Now might I do it pat, now he is praying;
And now I’ll do’t. And so he goes to heaven,
And so am I reveng’d. That would be scann’d.
A villain kills my father; and for that,
I, his sole son, do this same villain send
To heaven.
Why, this is hire and salary, not revenge! [citation]

So the short and easy answer is Hamlet tells us – by killing Claudius at prayer, his soul is clean, and therefore he’d go to heaven. However, this is not a luxury granted to Hamlet’s father, which is why he now roams the earth as a ghost.  Hamlet doesn’t feel that this is an even exchange.

You should, however, be saying, “Seriously?” right now.  “You set the trap to prove Claudius’ guilt, it worked, now you’re behind him, there’s no witnesses, you could absolutely finish him off. And instead you’re thinking ahead to where he soul ends up?”
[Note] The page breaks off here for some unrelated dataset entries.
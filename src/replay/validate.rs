//! Consistency Validation
//!
//! Compares the final retained snapshot against the authoritative summary
//! and reports every disagreement, per participant and per feature. The
//! validator never corrects state; it only flags. Whether a failed verdict
//! discards the match is the caller's call.
//!
//! Scalar counters must match exactly. Item sets tolerate a small number
//! of discrepancies, counted globally across all participants, before the
//! verdict flips to fail.

use crate::replay::events::{ItemId, ParticipantId};
use crate::replay::item_rules::ItemRules;
use crate::replay::state::{ParticipantState, Snapshot};
use crate::replay::summary::{MatchSummary, ParticipantSummary};
use serde::{Deserialize, Serialize};
use std::collections::BTreeSet;
use std::fmt;
use tracing::warn;

/// Validator configuration.
#[derive(Debug, Clone, Serialize, Deserialize)]
pub struct ValidationConfig {
    /// Item discrepancies tolerated before the verdict fails. The counter
    /// runs globally across all participants, not per participant.
    pub item_mismatch_threshold: usize,
}

impl Default for ValidationConfig {
    fn default() -> Self {
        Self {
            item_mismatch_threshold: 3,
        }
    }
}

#[derive(Debug, Clone, Copy, PartialEq, Eq, Serialize)]
pub enum MismatchKind {
    Scalar,
    Item,
}

/// One disagreeing feature for one participant.
#[derive(Debug, Clone, Serialize)]
pub struct FeatureMismatch {
    pub participant_id: ParticipantId,
    pub champion_name: String,
    pub kind: MismatchKind,
    pub feature: &'static str,
    pub expected: String,
    pub actual: String,
}

impl fmt::Display for FeatureMismatch {
    fn fmt(&self, f: &mut fmt::Formatter<'_>) -> fmt::Result {
        write!(
            f,
            "participant {} ({}): {} expected {}, reconstructed {}",
            self.participant_id, self.champion_name, self.feature, self.expected, self.actual
        )
    }
}

/// Match-level validation outcome with full diagnostics.
#[derive(Debug, Clone, Serialize)]
pub struct Verdict {
    pub passed: bool,
    pub scalar_mismatches: usize,
    pub item_mismatches: usize,
    pub mismatches: Vec<FeatureMismatch>,
}

impl Verdict {
    /// Human-readable diagnostic, one line per disagreeing feature.
    pub fn report(&self) -> String {
        if self.mismatches.is_empty() {
            return "all features reconciled".to_string();
        }
        let lines: Vec<String> = self.mismatches.iter().map(|m| format!("{}", m)).collect();
        lines.join("\n")
    }
}

/// Compares reconstructed final state to the authoritative summary.
pub struct ConsistencyValidator<'a> {
    rules: &'a ItemRules,
    config: ValidationConfig,
}

impl<'a> ConsistencyValidator<'a> {
    pub fn new(rules: &'a ItemRules, config: ValidationConfig) -> Self {
        Self { rules, config }
    }

    /// Validate one match. Collects every diagnostic rather than stopping
    /// at the first disagreement, so a failed verdict is fully explained.
    pub fn validate(&self, final_snapshot: &Snapshot, summary: &MatchSummary) -> Verdict {
        let mut mismatches = Vec::new();
        let mut scalar_mismatches = 0usize;
        let mut item_mismatches = 0usize;

        for (participant_id, expected) in &summary.participants {
            let state = match final_snapshot.participant(*participant_id) {
                Some(state) => state,
                None => {
                    scalar_mismatches += 1;
                    mismatches.push(FeatureMismatch {
                        participant_id: *participant_id,
                        champion_name: expected.champion_name.clone(),
                        kind: MismatchKind::Scalar,
                        feature: "participant",
                        expected: "present".to_string(),
                        actual: "missing".to_string(),
                    });
                    continue;
                }
            };

            scalar_mismatches += compare_scalars(expected, state, &mut mismatches);

            let skip_items = self
                .rules
                .exception_for(&expected.champion_name)
                .map(|e| e.skip_item_validation)
                .unwrap_or(false);
            if !skip_items {
                item_mismatches += self.compare_items(expected, state, &mut mismatches);
            }
        }

        let passed =
            scalar_mismatches == 0 && item_mismatches < self.config.item_mismatch_threshold;
        if !passed {
            warn!(
                scalar_mismatches,
                item_mismatches, "Replay disagrees with authoritative summary"
            );
        }
        Verdict {
            passed,
            scalar_mismatches,
            item_mismatches,
            mismatches,
        }
    }

    /// Symmetric difference between the reconstructed set and the
    /// tracked-filtered authoritative build.
    fn compare_items(
        &self,
        expected: &ParticipantSummary,
        state: &ParticipantState,
        out: &mut Vec<FeatureMismatch>,
    ) -> usize {
        let want: BTreeSet<ItemId> = expected
            .items
            .iter()
            .copied()
            .filter(|&id| self.rules.is_tracked(id))
            .collect();

        let mut count = 0;
        for &missing in want.difference(&state.items) {
            count += 1;
            out.push(FeatureMismatch {
                participant_id: expected.participant_id,
                champion_name: expected.champion_name.clone(),
                kind: MismatchKind::Item,
                feature: "items",
                expected: format!("holds {}", missing),
                actual: "absent".to_string(),
            });
        }
        for &extra in state.items.difference(&want) {
            count += 1;
            out.push(FeatureMismatch {
                participant_id: expected.participant_id,
                champion_name: expected.champion_name.clone(),
                kind: MismatchKind::Item,
                feature: "items",
                expected: "absent".to_string(),
                actual: format!("holds {}", extra),
            });
        }
        count
    }
}

fn compare_scalars(
    expected: &ParticipantSummary,
    state: &ParticipantState,
    out: &mut Vec<FeatureMismatch>,
) -> usize {
    let pairs: [(&'static str, i64, i64); 6] = [
        ("kills", expected.kills as i64, state.kills as i64),
        ("deaths", expected.deaths as i64, state.deaths as i64),
        ("assists", expected.assists as i64, state.assists as i64),
        ("goldEarned", expected.gold_earned, state.total_gold),
        ("champLevel", expected.champ_level as i64, state.level as i64),
        (
            "minionsKilled",
            expected.minions_killed as i64,
            state.minions_killed as i64,
        ),
    ];

    let mut count = 0;
    for (feature, want, got) in pairs {
        if want != got {
            count += 1;
            out.push(FeatureMismatch {
                participant_id: expected.participant_id,
                champion_name: expected.champion_name.clone(),
                kind: MismatchKind::Scalar,
                feature,
                expected: format!("{}", want),
                actual: format!("{}", got),
            });
        }
    }
    count
}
That is precisely the whole point of the play. Hamlet’s indecisiveness is all. He can talk himself out of anything. Go back to I.5:

But know, thou noble youth,
The serpent that did sting thy father’s life
Now wears his crown. [citation]

So your father’s ghost appears and says, “I was murdered by the king.”  Your first thought is, “I know, I’ll start acting crazy around everybody so they won’t know what I’m up to.”

At least the point has a specific rationale, however. In Amleth, the source material for Hamlet, the hero believes that his life is in danger and decides to pretend that he is an imbecile not to be perceived as a threat to the new king.

In Shakespeare’s version, however, that connection is lost — there’s no reason early in the play to think that Claudius is planning to kill Hamlet (though clearly, he plans to have England do it). So it looks like Hamlet’s just coming up with excuses to delay action.

I’ve always held that his mother’s death, not his father’s, ultimately spurs him into action. The entire play passes without him avenging his father, but it takes just 20 lines of dialogue between his mother’s death (“The drink! I am poison’d.”) and Hamlet’s action (“Follow my mother!”). Some argue that he finally sees his own mortality and knows, from Laertes, that he, too, has been poisoned, and if he does not act now, he will never have the chance. But I’ve always felt that the “Follow my mother” line is a big deal – it’s not as if he mentions his father. Remember his concern over the fate of his father’s soul? How he was not absolved of his sins? Well, now his mother’s met the same fate.